- Priorité à la sécurité, déclare le premier ministre
Le Premier ministre malien, Choguel Kokalla Maïga, a exposé les raisons sous-jacentes au report des élections lors d’une rencontre avec les représentants des partis politiques le 25 mars 2024. Maïga a souligné que la sécurité reste une priorité absolue, affirmant que des élections ne peuvent être envisagées sans elle.
Au cours de cette réunion, le Premier ministre a expliqué les choix et orientations pris par la transition depuis sa rectification, tout en réaffirmant la volonté du gouvernement de tendre la main à l’ensemble de la classe politique, conformément à la vision du chef de l’État. Il a également souligné l’importance de résoudre la question de l’insécurité avant de tenir des élections, en insistant sur le rôle crucial des efforts déterminés pour garantir la sécurité nationale.
Choguel Kokalla Maïga a également exprimé des préoccupations quant aux accords internationaux, déplorant notamment le complot entourant la signature de l’accord pour la paix et la réconciliation issu du processus d’Alger, ainsi que l’accord de défense entre la France et le Mali. Cependant, il a salué les réformes importantes, telles que l’opérationnalisation de l’Autorité Indépendante de Gestion des Élections (AIGE) et l’adoption de la nouvelle Constitution, ainsi que les progrès réalisés dans le domaine social, de la sécurité et de la justice.
Les élections au Mali ont été reportées pour une date indéterminée, les nouvelles autorités ayant prévu de rendre le pouvoir civil à l’issue d’une période de transition qui s’est achevée le 6 mars 2024.
Interdiction des activités de la coalition d’opposants « Synergie d’Action pour le Mali »
Réagissant aux menaces de trouble à l’ordre public, le gouvernement malien a récemment interdit les activités de la coalition d’opposants « Synergie d’Action pour le Mali ». L’annonce a été faite par le gouverneur de la capitale, Abdouah Koulibali, qui a souligné les risques sécuritaires associés aux activités du regroupement.

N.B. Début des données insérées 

/// Performs joint stereo decoding on the channel pair of a granule.
pub(super) fn stereo(
    header: &FrameHeader,
    granule: &mut Granule,
    ch: &mut [[f32; 576]; 2],
) -> Result<()> {
    let (mid_side, intensity) = match header.channel_mode {
        ChannelMode::JointStereo(Mode::Layer3 { mid_side, intensity }) => (mid_side, intensity),
        _ => return Ok(()),
    };

    if granule.channels[0].block_type != granule.channels[1].block_type {
        return decode_error("mpa: stereo channel pair block_type mismatch");
    }

    let [ch0, ch1] = ch;

    // After stereo decoding, both channels are non-zero up to the larger rzero.
    let end = max(granule.channels[0].rzero, granule.channels[1].rzero);

    let right = &granule.channels[1];

    let is_bound = if intensity {
        match right.block_type {
            BlockType::Short { is_mixed } => {
                process_intensity_short_block(header, right, is_mixed, mid_side, end, ch0, ch1)
            }
            _ => process_intensity_long_block(header, right, mid_side, end, ch0, ch1),
        }
    }
    else {
        end
    };

    // Everything below the intensity bound is mid-side coded.
    if mid_side && is_bound > 0 {
        process_mid_side(&mut ch0[..is_bound], &mut ch1[..is_bound]);
    }

    if intensity || mid_side {
        granule.channels[0].rzero = end;
        granule.channels[1].rzero = end;
    }

    Ok(())
}

#[cfg(test)]
mod tests {
    use super::*;
    use crate::header::parse_frame_header;

    const FRAC_1_SQRT_2: f32 = f32::consts::FRAC_1_SQRT_2;

    fn granule(block_type: BlockType, rzero: [usize; 2]) -> Granule {
        let mut granule: Granule = Default::default();
        for (channel, &rzero) in granule.channels.iter_mut().zip(rzero.iter()) {
            channel.block_type = block_type;
            channel.rzero = rzero;
        }
        granule
    }

    #[test]
    fn verify_mpeg1_ratios() {
        let ratios = &INTENSITY_STEREO_RATIOS_MPEG1;

        assert_eq!(ratios[0], (0.0, 1.0));
        assert_eq!(ratios[6], (1.0, 0.0));

        // tan(PI/4) = 1 splits the signal evenly.
        assert!((ratios[3].0 - 0.5).abs() < 1e-6);
        assert!((ratios[3].1 - 0.5).abs() < 1e-6);
    }

    #[test]
    fn verify_mpeg2_ratios() {
        let ratios = &INTENSITY_STEREO_RATIOS_MPEG2;

        assert_eq!(ratios[0][0], (1.0, 1.0));
        assert_eq!(ratios[1][0], (1.0, 1.0));

        // i0 = 1/sqrt(2) for odd scalefac_compress.
        assert!((ratios[1][1].0 - FRAC_1_SQRT_2).abs() < 1e-6);
        assert_eq!(ratios[1][1].1, 1.0);
        assert_eq!(ratios[1][2].0, 1.0);
        assert!((ratios[1][2].1 - FRAC_1_SQRT_2).abs() < 1e-6);

        // i0 = 1/sqrt(sqrt(2)) for even scalefac_compress.
        assert!((ratios[0][4].1 - 0.5f32.sqrt()).abs() < 1e-6);
    }

    #[test]
    fn verify_mid_side() {
        // MPEG1 layer 3, joint stereo, mid-side only.
        let header = parse_frame_header(0xfffb_9064).unwrap();

        let mut granule = granule(BlockType::Long, [2, 1]);

        let mut samples = [[0f32; 576]; 2];
        samples[0][..2].copy_from_slice(&[1.0, 1.0]);
        samples[1][..1].copy_from_slice(&[1.0]);

        stereo(&header, &mut granule, &mut samples).unwrap();

        assert!((samples[0][0] - 2.0 * FRAC_1_SQRT_2).abs() < 1e-6);
        assert!(samples[1][0].abs() < 1e-6);
        assert!((samples[0][1] - FRAC_1_SQRT_2).abs() < 1e-6);
        assert!((samples[1][1] - FRAC_1_SQRT_2).abs() < 1e-6);

        assert_eq!(granule.channels[0].rzero, 2);
        assert_eq!(granule.channels[1].rzero, 2);
    }

    #[test]
    fn verify_intensity_long_block() {
        // MPEG1 layer 3, joint stereo, intensity only.
        let header = parse_frame_header(0xfffb_9054).unwrap();

        // Channel 1 has data in band 0 only. The rest is intensity coded.
        let mut granule = granule(BlockType::Long, [576, 4]);
        granule.channels[1].scalefacs[1] = 6;
        granule.channels[1].scalefacs[2] = 0;
        granule.channels[1].scalefacs[3] = 7;

        let mut samples = [[1f32; 576], [0f32; 576]];
        samples[1][..4].copy_from_slice(&[0.5; 4]);

        stereo(&header, &mut granule, &mut samples).unwrap();

        // Band 0 is coded as left and right.
        assert_eq!(samples[0][..4], [1.0; 4]);
        assert_eq!(samples[1][..4], [0.5; 4]);
        // Band 1, is_pos 6, pans fully left.
        assert_eq!(samples[0][4..8], [1.0; 4]);
        assert_eq!(samples[1][4..8], [0.0; 4]);
        // Band 2, is_pos 0, pans fully right.
        assert_eq!(samples[0][8..12], [0.0; 4]);
        assert_eq!(samples[1][8..12], [1.0; 4]);
        // Band 3 has an invalid position, and mid-side is disabled.
        assert_eq!(samples[0][12..16], [1.0; 4]);
        assert_eq!(samples[1][12..16], [0.0; 4]);
    }

    #[test]
    fn verify_mpeg2_invalid_position_falls_back_to_mid_side() {
        // MPEG2 layer 3, 24 kHz, joint stereo, mid-side and intensity.
        let header = parse_frame_header(0xfff3_8474).unwrap();

        let mut granule = granule(BlockType::Long, [576, 0]);

        let right = &mut granule.channels[1];
        right.scalefac_compress = 1;

        for (sfb, (pos, limit)) in
            right.scalefacs.iter_mut().zip(right.is_pos_limit.iter_mut()).enumerate()
        {
            // Band 0 has the largest position of its scale factor length, which is invalid.
            *pos = if sfb == 0 { 7 } else { 1 };
            *limit = 7;
        }

        let mut samples = [[1f32; 576], [0f32; 576]];

        stereo(&header, &mut granule, &mut samples).unwrap();

        // Band 0 (6 samples at 24 kHz) is mid-side decoded.
        assert!(samples[0][..6].iter().all(|&s| (s - FRAC_1_SQRT_2).abs() < 1e-6));
        assert!(samples[1][..6].iter().all(|&s| (s - FRAC_1_SQRT_2).abs() < 1e-6));
        // Band 1 is intensity decoded with is_pos 1.
        assert!(samples[0][6..12].iter().all(|&s| (s - FRAC_1_SQRT_2).abs() < 1e-6));
        assert!(samples[1][6..12].iter().all(|&s| s == 1.0));
    }

    #[test]
    fn verify_intensity_short_block_windows() {
        // MPEG1 layer 3, joint stereo, intensity only.
        let header = parse_frame_header(0xfffb_9054).unwrap();

        // All intensity positions are 0, which pans fully right.
        let mut granule = granule(BlockType::Short { is_mixed: false }, [576, 576]);

        // Window 1 of band 1 has data in channel 1. All other windows are zero.
        let mut samples = [[1f32; 576], [0f32; 576]];
        samples[1][16..20].copy_from_slice(&[0.5; 4]);

        stereo(&header, &mut granule, &mut samples).unwrap();

        // Window 1 of bands 0 and 1 are coded as left and right.
        assert_eq!(samples[0][4..8], [1.0; 4]);
        assert_eq!(samples[1][4..8], [0.0; 4]);
        assert_eq!(samples[0][16..20], [1.0; 4]);
        assert_eq!(samples[1][16..20], [0.5; 4]);
        // Window 0 of band 0 is intensity coded.
        assert_eq!(samples[0][..4], [0.0; 4]);
        assert_eq!(samples[1][..4], [1.0; 4]);
        // Window 1 of band 2 is intensity coded.
        assert_eq!(samples[0][28..32], [0.0; 4]);
        assert_eq!(samples[1][28..32], [1.0; 4]);
    }

    #[test]
    fn verify_block_type_mismatch() {
        let header = parse_frame_header(0xfffb_9064).unwrap();

        let mut granule = granule(BlockType::Long, [0, 0]);
        granule.channels[1].block_type = BlockType::Start;

        let mut samples = [[0f32; 576]; 2];
        assert!(stereo(&header, &mut granule, &mut samples).is_err());
    }
}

La coalition « Synergie d’Action pour le Mali », formée le 17 février 2024 à Bamako, réclamait une transition civile aux nouvelles autorités du pays. Cependant, en raison du contexte sécuritaire tendu et des menaces potentielles à l’ordre public, ses activités sont désormais formellement interdites sur l’ensemble du territoire du district de Bamako.